*Exercise goal*:
In the material below, find each line with the string "short" and copy it.

*Data to use*:
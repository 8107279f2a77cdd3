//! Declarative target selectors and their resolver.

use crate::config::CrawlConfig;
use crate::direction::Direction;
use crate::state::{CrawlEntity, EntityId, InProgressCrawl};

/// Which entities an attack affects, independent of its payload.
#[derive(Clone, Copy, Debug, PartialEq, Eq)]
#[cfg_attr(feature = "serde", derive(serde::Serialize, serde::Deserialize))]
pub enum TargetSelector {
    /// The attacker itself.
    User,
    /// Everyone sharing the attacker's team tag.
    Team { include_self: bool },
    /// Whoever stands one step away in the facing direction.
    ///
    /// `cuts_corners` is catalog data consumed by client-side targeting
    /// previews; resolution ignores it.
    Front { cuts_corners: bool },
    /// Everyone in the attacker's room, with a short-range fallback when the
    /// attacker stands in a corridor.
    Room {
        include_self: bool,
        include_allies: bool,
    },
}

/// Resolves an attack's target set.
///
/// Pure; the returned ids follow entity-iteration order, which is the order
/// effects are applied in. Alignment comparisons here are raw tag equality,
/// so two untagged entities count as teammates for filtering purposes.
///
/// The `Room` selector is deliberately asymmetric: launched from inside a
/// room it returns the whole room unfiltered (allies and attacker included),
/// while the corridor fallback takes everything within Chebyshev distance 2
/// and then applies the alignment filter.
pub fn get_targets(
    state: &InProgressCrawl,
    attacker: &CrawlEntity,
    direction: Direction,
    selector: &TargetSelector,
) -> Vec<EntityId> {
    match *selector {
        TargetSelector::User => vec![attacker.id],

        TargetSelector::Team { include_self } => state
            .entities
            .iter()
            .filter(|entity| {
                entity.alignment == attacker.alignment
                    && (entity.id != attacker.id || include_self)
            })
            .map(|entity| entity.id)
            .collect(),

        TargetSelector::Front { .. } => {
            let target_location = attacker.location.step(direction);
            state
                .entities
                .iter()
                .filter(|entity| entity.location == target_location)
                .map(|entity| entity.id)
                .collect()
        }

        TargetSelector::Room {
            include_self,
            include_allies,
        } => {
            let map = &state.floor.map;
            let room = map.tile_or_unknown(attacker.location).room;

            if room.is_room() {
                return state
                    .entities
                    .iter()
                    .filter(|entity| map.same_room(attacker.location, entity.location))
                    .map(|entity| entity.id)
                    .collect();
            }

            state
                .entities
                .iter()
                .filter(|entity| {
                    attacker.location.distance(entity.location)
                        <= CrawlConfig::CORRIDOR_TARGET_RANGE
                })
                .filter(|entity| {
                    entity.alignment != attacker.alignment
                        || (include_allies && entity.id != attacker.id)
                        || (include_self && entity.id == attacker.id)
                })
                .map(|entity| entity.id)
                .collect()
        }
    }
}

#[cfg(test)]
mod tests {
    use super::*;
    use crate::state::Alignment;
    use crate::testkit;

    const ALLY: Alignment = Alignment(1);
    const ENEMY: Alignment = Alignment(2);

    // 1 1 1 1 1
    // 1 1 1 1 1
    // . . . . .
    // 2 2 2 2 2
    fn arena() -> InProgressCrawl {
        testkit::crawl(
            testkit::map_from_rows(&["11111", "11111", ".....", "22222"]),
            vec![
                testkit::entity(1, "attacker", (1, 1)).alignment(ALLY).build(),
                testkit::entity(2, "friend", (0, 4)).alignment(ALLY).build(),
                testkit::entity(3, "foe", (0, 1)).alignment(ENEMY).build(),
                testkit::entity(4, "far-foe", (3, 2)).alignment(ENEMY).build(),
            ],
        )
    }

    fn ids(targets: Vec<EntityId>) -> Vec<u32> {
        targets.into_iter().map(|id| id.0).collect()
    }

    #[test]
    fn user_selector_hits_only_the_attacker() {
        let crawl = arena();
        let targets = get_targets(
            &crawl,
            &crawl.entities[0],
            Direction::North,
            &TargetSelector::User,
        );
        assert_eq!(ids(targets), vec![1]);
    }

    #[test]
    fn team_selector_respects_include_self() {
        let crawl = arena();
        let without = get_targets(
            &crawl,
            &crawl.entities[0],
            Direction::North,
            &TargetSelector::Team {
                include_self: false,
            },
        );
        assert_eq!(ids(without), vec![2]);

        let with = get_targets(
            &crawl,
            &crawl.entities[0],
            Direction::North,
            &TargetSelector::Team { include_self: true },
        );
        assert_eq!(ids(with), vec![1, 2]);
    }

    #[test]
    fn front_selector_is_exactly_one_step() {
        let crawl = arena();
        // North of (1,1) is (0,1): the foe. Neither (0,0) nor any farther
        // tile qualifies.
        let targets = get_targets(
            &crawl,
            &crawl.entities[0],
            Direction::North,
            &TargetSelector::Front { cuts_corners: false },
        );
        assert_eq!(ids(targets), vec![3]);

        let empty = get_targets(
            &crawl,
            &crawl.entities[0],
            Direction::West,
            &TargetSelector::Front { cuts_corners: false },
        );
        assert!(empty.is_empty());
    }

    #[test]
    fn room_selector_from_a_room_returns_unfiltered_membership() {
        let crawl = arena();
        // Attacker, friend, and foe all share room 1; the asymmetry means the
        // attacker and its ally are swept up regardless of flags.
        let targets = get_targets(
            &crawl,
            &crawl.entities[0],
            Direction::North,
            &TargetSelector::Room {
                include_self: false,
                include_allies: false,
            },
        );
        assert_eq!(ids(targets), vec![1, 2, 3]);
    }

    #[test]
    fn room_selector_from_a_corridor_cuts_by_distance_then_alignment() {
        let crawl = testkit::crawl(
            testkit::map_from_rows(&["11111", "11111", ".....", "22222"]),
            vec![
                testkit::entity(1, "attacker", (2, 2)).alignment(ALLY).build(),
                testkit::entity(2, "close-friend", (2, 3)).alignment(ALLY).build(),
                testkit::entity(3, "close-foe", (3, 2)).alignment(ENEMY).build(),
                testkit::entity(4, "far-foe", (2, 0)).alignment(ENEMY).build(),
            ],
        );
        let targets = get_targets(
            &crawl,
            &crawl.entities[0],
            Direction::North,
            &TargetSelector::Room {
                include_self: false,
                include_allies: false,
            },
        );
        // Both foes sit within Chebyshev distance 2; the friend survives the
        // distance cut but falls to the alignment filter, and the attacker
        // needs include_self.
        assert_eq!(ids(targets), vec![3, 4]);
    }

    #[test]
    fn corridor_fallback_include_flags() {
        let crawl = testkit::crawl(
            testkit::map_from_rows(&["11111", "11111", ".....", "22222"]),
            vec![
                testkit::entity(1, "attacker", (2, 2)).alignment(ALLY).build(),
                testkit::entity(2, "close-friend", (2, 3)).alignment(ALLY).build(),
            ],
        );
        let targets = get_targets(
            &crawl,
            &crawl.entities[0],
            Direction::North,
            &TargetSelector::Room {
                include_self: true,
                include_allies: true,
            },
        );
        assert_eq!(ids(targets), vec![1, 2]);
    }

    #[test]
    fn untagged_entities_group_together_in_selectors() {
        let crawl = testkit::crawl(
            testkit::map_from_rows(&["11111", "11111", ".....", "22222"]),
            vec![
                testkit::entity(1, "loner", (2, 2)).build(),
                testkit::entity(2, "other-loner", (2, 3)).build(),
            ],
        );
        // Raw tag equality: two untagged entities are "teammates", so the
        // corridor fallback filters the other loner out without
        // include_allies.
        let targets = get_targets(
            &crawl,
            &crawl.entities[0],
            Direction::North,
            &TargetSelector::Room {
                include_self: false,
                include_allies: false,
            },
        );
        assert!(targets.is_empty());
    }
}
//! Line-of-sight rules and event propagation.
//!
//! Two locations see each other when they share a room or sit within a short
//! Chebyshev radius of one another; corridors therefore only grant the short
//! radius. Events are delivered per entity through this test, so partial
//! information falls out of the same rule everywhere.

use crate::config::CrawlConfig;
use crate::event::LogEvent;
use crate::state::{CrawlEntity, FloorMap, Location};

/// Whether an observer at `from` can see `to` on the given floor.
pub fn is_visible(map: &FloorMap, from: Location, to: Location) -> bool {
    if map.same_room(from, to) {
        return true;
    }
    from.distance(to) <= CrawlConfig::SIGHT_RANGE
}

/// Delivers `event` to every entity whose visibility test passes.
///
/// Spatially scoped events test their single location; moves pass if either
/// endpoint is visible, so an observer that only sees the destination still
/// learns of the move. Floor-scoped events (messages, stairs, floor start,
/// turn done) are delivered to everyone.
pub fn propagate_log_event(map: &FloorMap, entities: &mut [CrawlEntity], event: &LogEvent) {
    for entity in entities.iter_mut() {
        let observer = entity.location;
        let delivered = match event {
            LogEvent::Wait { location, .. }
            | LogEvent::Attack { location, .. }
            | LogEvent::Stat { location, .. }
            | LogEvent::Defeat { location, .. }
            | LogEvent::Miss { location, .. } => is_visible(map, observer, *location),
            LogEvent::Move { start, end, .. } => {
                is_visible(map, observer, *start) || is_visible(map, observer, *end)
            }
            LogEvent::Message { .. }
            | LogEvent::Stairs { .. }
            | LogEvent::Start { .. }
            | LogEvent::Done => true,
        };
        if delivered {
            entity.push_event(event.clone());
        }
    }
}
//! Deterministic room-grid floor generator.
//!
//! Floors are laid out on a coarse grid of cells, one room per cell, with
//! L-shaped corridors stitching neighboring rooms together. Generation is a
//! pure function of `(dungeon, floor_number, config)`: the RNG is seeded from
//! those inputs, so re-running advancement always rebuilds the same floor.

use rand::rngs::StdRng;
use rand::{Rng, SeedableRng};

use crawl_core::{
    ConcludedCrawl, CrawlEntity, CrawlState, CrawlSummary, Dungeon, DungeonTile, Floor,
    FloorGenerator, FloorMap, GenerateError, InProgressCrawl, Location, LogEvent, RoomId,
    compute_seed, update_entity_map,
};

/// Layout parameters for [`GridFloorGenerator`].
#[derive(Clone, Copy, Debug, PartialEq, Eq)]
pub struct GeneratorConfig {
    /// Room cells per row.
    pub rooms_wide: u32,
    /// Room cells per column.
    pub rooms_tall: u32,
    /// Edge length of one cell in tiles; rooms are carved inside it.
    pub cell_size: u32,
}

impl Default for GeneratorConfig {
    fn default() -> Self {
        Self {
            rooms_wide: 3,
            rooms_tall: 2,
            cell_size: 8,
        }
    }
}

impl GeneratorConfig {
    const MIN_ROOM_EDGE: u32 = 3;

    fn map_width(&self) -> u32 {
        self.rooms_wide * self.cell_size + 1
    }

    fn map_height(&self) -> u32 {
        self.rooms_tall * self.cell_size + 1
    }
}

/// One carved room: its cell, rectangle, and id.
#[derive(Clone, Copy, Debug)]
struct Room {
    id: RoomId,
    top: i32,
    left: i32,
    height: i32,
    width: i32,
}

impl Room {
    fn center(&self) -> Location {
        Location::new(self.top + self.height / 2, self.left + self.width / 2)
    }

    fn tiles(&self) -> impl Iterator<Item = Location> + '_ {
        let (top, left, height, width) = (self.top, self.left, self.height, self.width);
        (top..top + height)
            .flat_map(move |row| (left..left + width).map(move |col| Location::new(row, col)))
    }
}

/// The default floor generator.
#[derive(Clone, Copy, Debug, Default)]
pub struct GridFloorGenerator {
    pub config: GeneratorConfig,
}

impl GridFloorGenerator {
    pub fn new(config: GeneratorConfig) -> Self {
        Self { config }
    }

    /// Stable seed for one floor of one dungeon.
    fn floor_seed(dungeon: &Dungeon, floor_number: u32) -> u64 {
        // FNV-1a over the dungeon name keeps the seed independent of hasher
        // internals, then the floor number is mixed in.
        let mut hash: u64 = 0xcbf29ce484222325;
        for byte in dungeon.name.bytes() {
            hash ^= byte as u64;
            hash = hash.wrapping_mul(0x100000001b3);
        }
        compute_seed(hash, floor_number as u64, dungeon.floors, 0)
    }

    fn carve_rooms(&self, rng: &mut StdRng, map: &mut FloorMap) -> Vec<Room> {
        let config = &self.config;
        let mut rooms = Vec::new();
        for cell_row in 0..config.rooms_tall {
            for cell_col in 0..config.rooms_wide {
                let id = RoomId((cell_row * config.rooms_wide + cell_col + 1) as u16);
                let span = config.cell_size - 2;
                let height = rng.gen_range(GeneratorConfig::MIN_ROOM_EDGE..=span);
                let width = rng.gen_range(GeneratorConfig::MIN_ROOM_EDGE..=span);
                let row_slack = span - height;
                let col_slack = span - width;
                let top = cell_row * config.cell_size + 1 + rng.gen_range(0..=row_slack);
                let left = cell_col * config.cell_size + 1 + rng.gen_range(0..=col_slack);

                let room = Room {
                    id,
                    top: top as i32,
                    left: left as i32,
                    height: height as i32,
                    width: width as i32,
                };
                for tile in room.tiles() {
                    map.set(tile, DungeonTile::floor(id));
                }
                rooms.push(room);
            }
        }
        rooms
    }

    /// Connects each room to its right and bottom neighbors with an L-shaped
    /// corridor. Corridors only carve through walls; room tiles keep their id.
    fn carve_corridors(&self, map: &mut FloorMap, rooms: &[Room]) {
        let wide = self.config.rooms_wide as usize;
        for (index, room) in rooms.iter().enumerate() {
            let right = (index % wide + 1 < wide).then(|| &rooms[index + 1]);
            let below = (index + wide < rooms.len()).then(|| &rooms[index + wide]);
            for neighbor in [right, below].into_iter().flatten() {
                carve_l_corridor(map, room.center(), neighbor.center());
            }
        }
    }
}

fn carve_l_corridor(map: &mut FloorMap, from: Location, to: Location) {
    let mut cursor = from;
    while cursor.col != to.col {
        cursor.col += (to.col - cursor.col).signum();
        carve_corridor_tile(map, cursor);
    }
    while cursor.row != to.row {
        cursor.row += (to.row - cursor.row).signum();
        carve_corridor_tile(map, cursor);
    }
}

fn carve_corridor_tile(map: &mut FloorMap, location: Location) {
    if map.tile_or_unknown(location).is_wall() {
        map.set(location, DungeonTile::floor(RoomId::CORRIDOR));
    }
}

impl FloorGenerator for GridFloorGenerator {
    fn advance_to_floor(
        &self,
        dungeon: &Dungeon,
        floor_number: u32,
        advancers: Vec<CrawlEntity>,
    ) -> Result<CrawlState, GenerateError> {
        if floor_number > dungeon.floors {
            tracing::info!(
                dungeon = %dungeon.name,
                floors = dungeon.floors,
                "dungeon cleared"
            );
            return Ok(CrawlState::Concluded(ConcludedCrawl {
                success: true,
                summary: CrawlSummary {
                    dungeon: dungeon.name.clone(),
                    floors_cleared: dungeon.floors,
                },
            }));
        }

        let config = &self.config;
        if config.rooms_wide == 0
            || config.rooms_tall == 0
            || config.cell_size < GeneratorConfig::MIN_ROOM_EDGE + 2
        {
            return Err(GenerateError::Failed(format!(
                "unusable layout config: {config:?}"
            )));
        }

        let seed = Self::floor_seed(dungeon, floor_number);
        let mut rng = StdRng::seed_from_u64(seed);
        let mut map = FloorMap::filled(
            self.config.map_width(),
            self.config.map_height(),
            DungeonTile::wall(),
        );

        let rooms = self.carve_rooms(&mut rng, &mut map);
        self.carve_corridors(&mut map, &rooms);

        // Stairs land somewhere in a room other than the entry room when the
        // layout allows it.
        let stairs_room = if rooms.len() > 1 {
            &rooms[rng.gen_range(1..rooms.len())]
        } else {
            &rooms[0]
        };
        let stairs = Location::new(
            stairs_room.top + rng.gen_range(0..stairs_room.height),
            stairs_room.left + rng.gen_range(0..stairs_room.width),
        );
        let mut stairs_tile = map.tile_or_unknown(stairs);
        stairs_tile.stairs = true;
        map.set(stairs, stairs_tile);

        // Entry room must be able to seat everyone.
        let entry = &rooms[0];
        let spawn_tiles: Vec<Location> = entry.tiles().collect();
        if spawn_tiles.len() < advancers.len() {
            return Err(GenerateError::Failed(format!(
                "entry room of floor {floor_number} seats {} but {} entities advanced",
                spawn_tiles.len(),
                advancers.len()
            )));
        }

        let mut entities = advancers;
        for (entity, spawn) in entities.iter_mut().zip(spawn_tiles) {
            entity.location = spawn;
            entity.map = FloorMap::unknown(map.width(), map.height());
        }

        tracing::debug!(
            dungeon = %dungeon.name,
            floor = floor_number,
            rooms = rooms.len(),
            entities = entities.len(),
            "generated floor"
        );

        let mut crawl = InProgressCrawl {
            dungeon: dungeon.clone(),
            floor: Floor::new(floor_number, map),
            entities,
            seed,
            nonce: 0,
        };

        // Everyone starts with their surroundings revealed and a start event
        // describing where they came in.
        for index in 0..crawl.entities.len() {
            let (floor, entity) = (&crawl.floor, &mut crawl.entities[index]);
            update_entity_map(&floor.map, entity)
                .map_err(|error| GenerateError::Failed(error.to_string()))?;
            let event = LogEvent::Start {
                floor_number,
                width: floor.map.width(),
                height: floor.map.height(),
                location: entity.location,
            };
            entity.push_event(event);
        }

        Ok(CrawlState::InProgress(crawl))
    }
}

*Solution to the problem*:
    /// Everyone in the attacker's room, with a short-range fallback when the
//! Two locations see each other when they share a room or sit within a short
//! Chebyshev radius of one another; corridors therefore only grant the short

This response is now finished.